Nokia Theater - April 11, 2009
Live Review by Adam McKibbin
Forget Animal Collective; 2009 belongs to Leonard Cohen. The legendary songwriter has been making a triumphant sweep across the world, playing music’s most storied halls and desert polo fields. The recently released Live in London will surely linger as one of the year’s most vital live albums. Of course, Leonard left us a long time ago, giving himself over to a life of spiritual study and retreat from the public eye. We heard from him occasionally, as the albums slowed but didn’t stop. Still, the prospect of nights like these seemed far-fetched. Even sitting in the audience at the still-gleaming new Nokia, it was a pinch-me sort of show. Was this really happening?
For those who’d spent the weeks prior to his L.A. dates soaking up Live in London, there was an additional surreal layer, as it became clear that the evening was largely going to be a recreation of the set captured there, right down to the droll and hilarious stage banter (at one point, in both CD and at this show, Cohen muses about his last time on this stage, which came when the 74-year-old was a mere 60 – just a “crazy kid with a dream.” But that’s hardly room for complaint, not when dealing with a setlist as impeccable as this one (OK, one gripe: the absence of “Hey, That’s No Way To Say Goodbye”), not when dealing with a writer who brings some truth to the title “wordsmith,” treating language as a raw material to be wrangled and made beautiful.

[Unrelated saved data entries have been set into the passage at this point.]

//! Dual-axis plan scaling.
//!
//! A derived plan is produced by multiplying durations and metric
//! magnitudes by independent percentages. The input plan is never touched;
//! editing surfaces keep the raw plan and re-derive on every render so
//! repeated scaling never accumulates rounding loss.

use loadplan_core::{Plan, IDENTITY_PERCENT};
use tracing::debug;

use crate::duration::{self, trim_decimal};
use crate::metrics;

/// Policy knobs for the scaling transform.
///
/// Scaled metric values are floored to a minimum of 1 by default, which can
/// activate a metric that was 0 in the source phase. `allow_zero` clamps at
/// zero instead.
#[derive(Debug, Clone, Copy, Default, PartialEq, Eq)]
pub struct ScalePolicy {
    /// Let metrics that scale to zero stay at zero instead of flooring to 1
    pub allow_zero: bool,
}

/// Scale a plan along independent magnitude and time axes with the default
/// policy.
pub fn scale(plan: &Plan, vu_percent: f64, time_percent: f64) -> Plan {
    scale_with_policy(plan, vu_percent, time_percent, ScalePolicy::default())
}

/// Scale a plan along independent magnitude and time axes.
///
/// Durations are parsed, multiplied by `time_percent / 100`, and
/// re-formatted. Metric values are multiplied by `vu_percent / 100` and
/// rounded to whole units. When both percentages are exactly 100 the input
/// is returned unchanged, with no plan-name annotation.
pub fn scale_with_policy(
    plan: &Plan,
    vu_percent: f64,
    time_percent: f64,
    policy: ScalePolicy,
) -> Plan {
    if vu_percent == IDENTITY_PERCENT && time_percent == IDENTITY_PERCENT {
        return plan.clone();
    }

    let vu_ratio = vu_percent / 100.0;
    let time_ratio = time_percent / 100.0;
    let floor = if policy.allow_zero { 0.0 } else { 1.0 };

    // Keys are discovered once over the whole phase set, not per phase.
    let keys = metrics::discover(&plan.phases);
    debug!(vu_percent, time_percent, keys = keys.len(), "scaling plan");

    let phases = plan
        .phases
        .iter()
        .map(|phase| {
            let mut scaled = phase.clone();
            scaled.duration = duration::format(duration::parse(&phase.duration) * time_ratio);
            for key in &keys {
                if let Some(value) = phase.metrics.get(key) {
                    scaled
                        .metrics
                        .insert(key.clone(), (value * vu_ratio).round().max(floor));
                }
            }
            scaled
        })
        .collect();

    let mut derived = plan.clone();
    derived.plan_name = format!(
        "{} (VU: {}%, Time: {}%)",
        plan.plan_name,
        trim_decimal(vu_percent),
        trim_decimal(time_percent)
    );
    derived.phases = phases;
    derived
}
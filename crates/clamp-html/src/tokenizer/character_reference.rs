//! [§ 13.2.5.72 Character reference state](https://html.spec.whatwg.org/multipage/parsing.html#character-reference-state)
//!
//! Only the named references that show up in prose (and in truncation
//! markers) are recognised; numeric references are fully supported.

use clamp_common::warning::warn_once;

/// Named character references we resolve, without the leading `&`.
///
/// [§ 13.5 Named character references](https://html.spec.whatwg.org/multipage/named-characters.html)
const NAMED_REFERENCES: &[(&str, &str)] = &[
    ("amp;", "&"),
    ("lt;", "<"),
    ("gt;", ">"),
    ("quot;", "\""),
    ("apos;", "'"),
    ("nbsp;", "\u{00A0}"),
    ("hellip;", "\u{2026}"),
    ("mdash;", "\u{2014}"),
    ("ndash;", "\u{2013}"),
    ("rsquo;", "\u{2019}"),
    ("lsquo;", "\u{2018}"),
    ("rdquo;", "\u{201D}"),
    ("ldquo;", "\u{201C}"),
    ("middot;", "\u{00B7}"),
    ("raquo;", "\u{00BB}"),
    ("laquo;", "\u{00AB}"),
    ("copy;", "\u{00A9}"),
];

/// Try to decode a character reference at the start of `input` (the text
/// immediately following a `&`).
///
/// Returns the decoded text and the number of bytes consumed from `input`,
/// or `None` when the ampersand should be emitted literally.
#[must_use]
pub fn decode(input: &str) -> Option<(String, usize)> {
    if let Some(rest) = input.strip_prefix('#') {
        return decode_numeric(rest).map(|(text, used)| (text, used + 1));
    }

    for (name, value) in NAMED_REFERENCES {
        if input.starts_with(name) {
            return Some(((*value).to_string(), name.len()));
        }
    }

    // An alphanumeric run followed by ';' that we don't know: keep it literal,
    // but say so once.
    let run: String = input
        .chars()
        .take_while(char::is_ascii_alphanumeric)
        .collect();
    if !run.is_empty() && input[run.len()..].starts_with(';') {
        warn_once("HTML", &format!("unknown named character reference &{run};"));
    }
    None
}

/// [§ 13.2.5.75 Numeric character reference state](https://html.spec.whatwg.org/multipage/parsing.html#numeric-character-reference-state)
fn decode_numeric(input: &str) -> Option<(String, usize)> {
    let (radix, digits_start) = match input.chars().next() {
        Some('x' | 'X') => (16, 1),
        _ => (10, 0),
    };

    let digits: String = input[digits_start..]
        .chars()
        .take_while(|c| c.is_digit(radix))
        .collect();
    if digits.is_empty() {
        // "absence-of-digits-in-numeric-character-reference parse error"
        return None;
    }

    let mut used = digits_start + digits.len();
    // "missing-semicolon-after-character-reference parse error" is tolerated.
    if input[used..].starts_with(';') {
        used += 1;
    }

    // [§ 13.2.5.80 Numeric character reference end state](https://html.spec.whatwg.org/multipage/parsing.html#numeric-character-reference-end-state)
    //
    // "If the number is 0x00 ... or greater than 0x10FFFF ... or a surrogate,
    // set the character reference code to 0xFFFD."
    let c = u32::from_str_radix(&digits, radix)
        .ok()
        .filter(|&code| code != 0)
        .and_then(char::from_u32)
        .unwrap_or('\u{FFFD}');
    Some((c.to_string(), used))
}
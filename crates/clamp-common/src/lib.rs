//! Common utilities for the clamp workspace.
//!
//! This crate provides shared infrastructure used by all clamp components:
//! - **Warning System** - deduplicated warnings for unsupported input

pub mod warning;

He may not have planned to join us again on these stages, but however much Cohen may begrudge the ex-manager/ex-lover who stole millions from him and forced him to reclaim a nest egg, he betrayed none of it on stage. Maybe he’s actually so Zen that it’s not there at all. Gracious from beginning to end, he saluted the audience repeatedly and seldom missed an opportunity to share the spotlight with his band. That band included multi-instrumentalist Javier Mas, longtime collaborator Sharon Robinson (who took the lead on “Boogie Street,” one of the few lulls) and young British folk duo The Webb Sisters (who took the lead for an excellent “If It Be Your Will”). The latter will surely be seeing a career bump after playing in front of rapt audience after rapt audience; their solo turn reminded that part of Cohen’s legacy will be how his words and works have been given life by others (or perhaps breathed life into others) – from Antony’s “If It Be Your Will” to, of course, Jeff Buckley’s “Hallelujah” and many other corners of Cobain’s “Leonard Cohen afterworld.”
Tonight, though, was a celebration of the creator. With an intermission, it lasted nearly three and a half joyful hours, and left with a spry old master literally skipping off stage, still paying his rent in the tower of song.